Damage Control: Women on the Therapists, Beauticians and Trainers who Navigate Their Bodies
Various Authors Edited by: Emma Forrest
Traditionally, women share their secrets with their hairdressers. But what about their manicurists, masseurs, chi gong teachers, and tattoo artists? In Damage Control, women wax poetic about the experts and gurus who help them love themselves, sharing stories of everything from friendships born in the make-up chair to the utter dismay of a truly horrible haircut. In this book Minnie Driver finally meets a Frenchman who understands her hair . . . and tries to teach her not to hate it, Marian Keyes remembers the blow-dry that pushed her over the edge, Francesca Lia Block tells the ugly story of the plastic surgeon who promised to make her beautiful, and Rose McGowan explains why it's harder to be depressed when you're glamorous . . . and shows how it takes a village to transform from mere mortal to movie star.
by Various Authors
A waterproof collection of fourteen stories about the satisfactions (and tribulations) of learning to swim, making huge splashes, and just floating, among other aquatic pursuits. The book includes stories from bestselling and highly regarded authors including: John Cheever, Ernest Hemingway, John Updike, A.M. Holmes, Amy Bloom and David Foster Wallace.
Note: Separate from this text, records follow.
//! ---
//! mqb_section: "05-observability"
//! mqb_subsection: "module"
//! mqb_type: "source"
//! mqb_scope: "code"
//! mqb_description: "Structured logging adapters and sinks."
//! mqb_version: "v0.1.0"
//! mqb_owner: "tbd"
//! ---
/// Emit an informational log enriched with bridge context.
#[macro_export]
macro_rules! bridge_info {
    (context = $ctx:expr, $($arg:tt)+) => {{
        let ctx = &$ctx;
        tracing::event!(
            tracing::Level::INFO,
            session = ctx.session.unwrap_or(""),
            consumer = ctx.consumer.unwrap_or(""),
            destination = ctx.destination.unwrap_or(""),
            subscription = ctx.subscription.unwrap_or(""),
            message = %format_args!($($arg)+)
        );
    }};
    ($($arg:tt)+) => {{
        let ctx = &$crate::LogContext::default();
        tracing::event!(
            tracing::Level::INFO,
            session = ctx.session.unwrap_or(""),
            consumer = ctx.consumer.unwrap_or(""),
            destination = ctx.destination.unwrap_or(""),
            subscription = ctx.subscription.unwrap_or(""),
            message = %format_args!($($arg)+)
        );
    }};
}

/// Emit a debug log enriched with bridge context.
#[macro_export]
macro_rules! bridge_debug {
    (context = $ctx:expr, $($arg:tt)+) => {{
        let ctx = &$ctx;
        tracing::event!(
            tracing::Level::DEBUG,
            session = ctx.session.unwrap_or(""),
            consumer = ctx.consumer.unwrap_or(""),
            destination = ctx.destination.unwrap_or(""),
            subscription = ctx.subscription.unwrap_or(""),
            message = %format_args!($($arg)+)
        );
    }};
    ($($arg:tt)+) => {{
        let ctx = &$crate::LogContext::default();
        tracing::event!(
            tracing::Level::DEBUG,
            session = ctx.session.unwrap_or(""),
            consumer = ctx.consumer.unwrap_or(""),
            destination = ctx.destination.unwrap_or(""),
            subscription = ctx.subscription.unwrap_or(""),
            message = %format_args!($($arg)+)
        );
    }};
}

/// Emit a warning log enriched with bridge context.
#[macro_export]
macro_rules! bridge_warn {
    (context = $ctx:expr, $($arg:tt)+) => {{
        let ctx = &$ctx;
        tracing::event!(
            tracing::Level::WARN,
            session = ctx.session.unwrap_or(""),
            consumer = ctx.consumer.unwrap_or(""),
            destination = ctx.destination.unwrap_or(""),
            subscription = ctx.subscription.unwrap_or(""),
            message = %format_args!($($arg)+)
        );
    }};
    ($($arg:tt)+) => {{
        let ctx = &$crate::LogContext::default();
        tracing::event!(
            tracing::Level::WARN,
            session = ctx.session.unwrap_or(""),
            consumer = ctx.consumer.unwrap_or(""),
            destination = ctx.destination.unwrap_or(""),
            subscription = ctx.subscription.unwrap_or(""),
            message = %format_args!($($arg)+)
        );
    }};
}

/// Emit an error log enriched with bridge context.
#[macro_export]
macro_rules! bridge_error {
    (context = $ctx:expr, $($arg:tt)+) => {{
        let ctx = &$ctx;
        tracing::event!(
            tracing::Level::ERROR,
            session = ctx.session.unwrap_or(""),
            consumer = ctx.consumer.unwrap_or(""),
            destination = ctx.destination.unwrap_or(""),
            subscription = ctx.subscription.unwrap_or(""),
            message = %format_args!($($arg)+)
        );
    }};
    ($($arg:tt)+) => {{
        let ctx = &$crate::LogContext::default();
        tracing::event!(
            tracing::Level::ERROR,
            session = ctx.session.unwrap_or(""),
            consumer = ctx.consumer.unwrap_or(""),
            destination = ctx.destination.unwrap_or(""),
            subscription = ctx.subscription.unwrap_or(""),
            message = %format_args!($($arg)+)
        );
    }};
}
You can read it by the pool, in the pool, or even in the bathtub.
On Chesil Beach
by Ian McEwan
McEwan is the author of two collections of stories and ten previous novels, including Enduring Love, Atonement, Saturday and Amsterdam, for which he won the Booker Prize for in 1998. His newest book is set in July of 1962. Florence is a talented musician who dreams of a career on the concert stage and of the perfect life she will create with Edward, an earnest young history student at University College of London, who unexpectedly wooed and won her heart. Newly married that morning, both virgins, Edward and Florence arrive at a hotel on the Dorset coast. At dinner in their rooms they struggle to suppress their worries about the wedding night to come. Edward, eager for rapture, frets over Florence's response to his advances and nurses a private fear of failure, while Florence's anxieties run deeper: she is overcome by sheer disgust at the idea of physical contact, but dreads disappointing her husband when they finally lie down together in the honeymoon suite. On Chesil Beach is a story of lives transformed by a gesture not made or a word not spoken.